Data START
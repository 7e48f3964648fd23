//! Aggregate dashboard: CPU, RAM, home-directory disk, network totals and
//! uptime in one multi-panel frame.

use crate::fmt::{format_bytes, format_gib2, format_uptime};
use crate::model::{CpuSample, MemSample, NetTotals, PartitionUsage, Uptime};

use super::{CellClass, FrameView, PanelView, ViewCell, ViewRow, cpu};

pub fn build(
    cpu_sample: &CpuSample,
    mem: &MemSample,
    home: Option<&PartitionUsage>,
    totals: &NetTotals,
    uptime: Uptime,
) -> FrameView {
    let mut panels = vec![cpu::panel(cpu_sample)];

    // unlike the standalone RAM widget, only the Used row carries the percent
    panels.push(PanelView {
        title: "RAM Usage".to_string(),
        headers: Vec::new(),
        rows: vec![
            ViewRow::new(vec![
                ViewCell::plain("Total"),
                ViewCell::plain(format_gib2(mem.total)),
                ViewCell::plain(""),
            ]),
            ViewRow::new(vec![
                ViewCell::plain("Available"),
                ViewCell::plain(format_gib2(mem.available)),
                ViewCell::plain(""),
            ]),
            ViewRow::new(vec![
                ViewCell::plain("Used"),
                ViewCell::plain(format_gib2(mem.used)),
                ViewCell::styled(format!("({:.1}%)", mem.percent), CellClass::Emphasis),
            ]),
        ],
    });

    let disk_rows = match home {
        Some(part) => vec![
            ViewRow::new(vec![
                ViewCell::plain("Total"),
                ViewCell::plain(format_bytes(part.usage.total)),
                ViewCell::plain(""),
            ]),
            ViewRow::new(vec![
                ViewCell::plain("Used"),
                ViewCell::plain(format_bytes(part.usage.used)),
                ViewCell::styled(format!("({:.1}%)", part.usage.percent), CellClass::Emphasis),
            ]),
            ViewRow::new(vec![
                ViewCell::plain("Free"),
                ViewCell::plain(format_bytes(part.usage.free)),
                ViewCell::plain(""),
            ]),
        ],
        // home partition unreadable: degrade the panel, keep the dashboard
        None => vec![ViewRow::new(vec![ViewCell::styled(
            "unavailable",
            CellClass::Dimmed,
        )])],
    };
    panels.push(PanelView {
        title: "Disk Usage".to_string(),
        headers: Vec::new(),
        rows: disk_rows,
    });

    panels.push(PanelView {
        title: "Network".to_string(),
        headers: Vec::new(),
        rows: vec![
            ViewRow::new(vec![
                ViewCell::plain("Sent"),
                ViewCell::plain(format_bytes(totals.bytes_sent)),
            ]),
            ViewRow::new(vec![
                ViewCell::plain("Recv"),
                ViewCell::plain(format_bytes(totals.bytes_recv)),
            ]),
        ],
    });

    panels.push(PanelView {
        title: "Uptime".to_string(),
        headers: Vec::new(),
        rows: vec![ViewRow::new(vec![
            ViewCell::plain("Time"),
            ViewCell::plain(format_uptime(uptime.secs)),
        ])],
    });

    FrameView::new(panels)
}

#[cfg(test)]
mod tests {
    use super::*;
    use crate::model::UsageStat;

    const GIB: u64 = 1024 * 1024 * 1024;

    #[test]
    fn test_dashboard_panel_order() {
        let frame = build(
            &CpuSample {
                per_core: vec![50.0],
            },
            &MemSample {
                total: 8 * GIB,
                available: 4 * GIB,
                used: 4 * GIB,
                percent: 50.0,
            },
            Some(&PartitionUsage {
                mountpoint: "/home/user".to_string(),
                fstype: String::new(),
                usage: UsageStat {
                    used: 30 * GIB,
                    free: 70 * GIB,
                    total: 100 * GIB,
                    percent: 30.0,
                },
            }),
            &NetTotals {
                bytes_sent: 3 * GIB,
                bytes_recv: 100 * 1024 * 1024,
            },
            Uptime { secs: 86_400 + 60 },
        );
        let titles: Vec<&str> = frame.panels.iter().map(|p| p.title.as_str()).collect();
        assert_eq!(
            titles,
            vec!["CPU Usage", "RAM Usage", "Disk Usage", "Network", "Uptime"]
        );
        assert_eq!(frame.panels[3].rows[0].cells[1].text, "3.00 GB");
        assert_eq!(frame.panels[3].rows[1].cells[1].text, "100.00 MB");
        assert_eq!(frame.panels[4].rows[0].cells[1].text, "1 day, 0:01:00");
    }

    #[test]
    fn test_ram_percent_only_on_used_row() {
        let frame = build(
            &CpuSample::default(),
            &MemSample {
                total: 8 * GIB,
                available: 4 * GIB,
                used: 4 * GIB,
                percent: 50.0,
            },
            None,
            &NetTotals::default(),
            Uptime::default(),
        );
        let rows = &frame.panels[1].rows;
        assert_eq!(rows[0].cells[0].text, "Total");
        assert_eq!(rows[1].cells[0].text, "Available");
        assert_eq!(rows[1].cells[2].text, "");
        assert_eq!(rows[2].cells[0].text, "Used");
        assert_eq!(rows[2].cells[2].text, "(50.0%)");
    }

    #[test]
    fn test_unreadable_home_degrades_panel_only() {
        let frame = build(
            &CpuSample::default(),
            &MemSample::default(),
            None,
            &NetTotals::default(),
            Uptime::default(),
        );
        assert_eq!(frame.panels.len(), 5);
        assert_eq!(frame.panels[2].rows[0].cells[0].text, "unavailable");
    }
}
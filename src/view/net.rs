//! Network interfaces panel with live throughput columns.

use std::collections::BTreeMap;

use crate::fmt::{format_mib, format_speed};
use crate::model::NetSample;
use crate::rates::LinkRates;

use super::{CellClass, FrameView, PanelView, ViewCell, ViewRow};

pub fn panel(sample: &NetSample, rates: &BTreeMap<String, LinkRates>) -> PanelView {
    let rows = sample
        .interfaces
        .iter()
        .map(|(name, stat)| {
            let status = if stat.is_up {
                ViewCell::styled("UP", CellClass::Good)
            } else {
                ViewCell::styled("DOWN", CellClass::Critical)
            };
            let link = rates.get(name).copied().unwrap_or_default();
            ViewRow::new(vec![
                ViewCell::plain(name.clone()),
                status,
                ViewCell::styled(stat.ipv4.clone().unwrap_or_else(|| "-".into()), CellClass::Accent),
                ViewCell::styled(stat.ipv6.clone().unwrap_or_else(|| "-".into()), CellClass::Dimmed),
                ViewCell::plain(format_mib(stat.bytes_sent)),
                ViewCell::plain(format_mib(stat.bytes_recv)),
                ViewCell::plain(format_speed(link.send_bps)),
                ViewCell::plain(format_speed(link.recv_bps)),
            ])
        })
        .collect();

    PanelView {
        title: "Network Interfaces".to_string(),
        headers: [
            "Interface",
            "Status",
            "IPv4",
            "IPv6",
            "Sent",
            "Recv",
            "↑ Speed",
            "↓ Speed",
        ]
        .iter()
        .map(|s| s.to_string())
        .collect(),
        rows,
    }
}

pub fn build(sample: &NetSample, rates: &BTreeMap<String, LinkRates>) -> FrameView {
    FrameView::new(vec![panel(sample, rates)])
}
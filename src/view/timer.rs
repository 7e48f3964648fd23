//! Countdown display.

use crate::fmt::{format_countdown, format_hms};

use super::FrameView;

/// The frame shown before the countdown starts: whole-second `HH:MM:SS`.
pub fn initial(total_seconds: u64) -> FrameView {
    FrameView::text(format_hms(total_seconds))
}

/// Countdown frame with sub-second precision; remaining time never displays
/// negative.
pub fn build(remaining_secs: f64) -> FrameView {
    FrameView::text(format_countdown(remaining_secs))
}

#[cfg(test)]
mod tests {
    use super::*;

    #[test]
    fn test_initial_is_whole_second_hms() {
        assert_eq!(initial(5).first_line(), Some("00:00:05"));
        assert_eq!(initial(3700).first_line(), Some("01:01:40"));
    }

    #[test]
    fn test_countdown_never_negative() {
        assert_eq!(build(2.5).first_line(), Some("00:02:50"));
        assert_eq!(build(0.0).first_line(), Some("00:00:00"));
        assert_eq!(build(-1.0).first_line(), Some("00:00:00"));
    }
}
//! Maps a [`FrameView`] to ratatui widgets.

use ratatui::Frame;
use ratatui::layout::{Constraint, Layout, Rect};
use ratatui::text::Span;
use ratatui::widgets::{Block, Borders, Cell, Paragraph, Row, Table};

use crate::view::{FrameView, PanelView};

use super::style::Styles;

/// True for single-line frames (clock, stopwatch, timer): rendered bare,
/// without a panel border.
fn is_bare_text(panel: &PanelView) -> bool {
    panel.title.is_empty()
        && panel.headers.is_empty()
        && panel.rows.len() == 1
        && panel.rows[0].cells.len() == 1
}

fn panel_height(panel: &PanelView) -> u16 {
    if is_bare_text(panel) {
        return 1;
    }
    let header = u16::from(!panel.headers.is_empty());
    panel.rows.len() as u16 + header + 2
}

/// Main render function: stacks the frame's panels vertically, footer last.
pub fn render(frame: &mut Frame, view: &FrameView) {
    let mut constraints: Vec<Constraint> = view
        .panels
        .iter()
        .map(|p| Constraint::Length(panel_height(p)))
        .collect();
    if view.footer.is_some() {
        constraints.push(Constraint::Length(1));
    }
    constraints.push(Constraint::Min(0));

    let chunks = Layout::vertical(constraints).split(frame.area());

    for (panel, area) in view.panels.iter().zip(chunks.iter()) {
        render_panel(frame, *area, panel);
    }

    if let Some(footer) = &view.footer {
        let area = chunks[view.panels.len()];
        frame.render_widget(
            Paragraph::new(Span::styled(footer.as_str(), Styles::footer())),
            area,
        );
    }
}

fn render_panel(frame: &mut Frame, area: Rect, panel: &PanelView) {
    if is_bare_text(panel) {
        let cell = &panel.rows[0].cells[0];
        frame.render_widget(
            Paragraph::new(Span::styled(
                cell.text.as_str(),
                Styles::from_class(cell.class),
            )),
            area,
        );
        return;
    }

    // Column widths from the widest header or cell per column.
    let mut widths: Vec<usize> = panel.headers.iter().map(|h| h.chars().count()).collect();
    for row in &panel.rows {
        for (col, cell) in row.cells.iter().enumerate() {
            let len = cell.text.chars().count();
            if col >= widths.len() {
                widths.push(len);
            } else if len > widths[col] {
                widths[col] = len;
            }
        }
    }

    let rows = panel.rows.iter().map(|row| {
        Row::new(row.cells.iter().map(|cell| {
            Cell::from(Span::styled(
                cell.text.as_str(),
                Styles::from_class(cell.class),
            ))
        }))
    });

    let constraints: Vec<Constraint> = widths
        .iter()
        .map(|w| Constraint::Length(*w as u16))
        .collect();

    let mut table = Table::new(rows, constraints).column_spacing(2).block(
        Block::default()
            .borders(Borders::ALL)
            .border_style(Styles::border())
            .title(Span::styled(format!(" {} ", panel.title), Styles::title())),
    );

    if !panel.headers.is_empty() {
        table = table.header(
            Row::new(panel.headers.iter().map(|h| Cell::from(h.as_str())))
                .style(Styles::table_header()),
        );
    }

    frame.render_widget(table, area);
}
//! vitals - live terminal widgets for host system metrics.
//!
//! Each widget is a standalone refresh loop: read metrics through the
//! [`collector`], shape them into a [`view::FrameView`], draw via [`tui`],
//! sleep, repeat, until interrupted or naturally complete.

pub mod collector;
pub mod config;
pub mod fmt;
pub mod model;
pub mod rates;
pub mod tui;
pub mod view;
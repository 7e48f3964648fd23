//! Terminal frontend: refresh loop, event handling, rendering.

mod app;
mod event;
mod render;
mod style;
pub mod widgets;

pub use app::{App, CancelToken, LoopExit};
Data END
Go through the material and report each line that holds the string "metrics".

//! vitals - live terminal widgets for host system metrics.
//! Each widget is a standalone refresh loop: read metrics through the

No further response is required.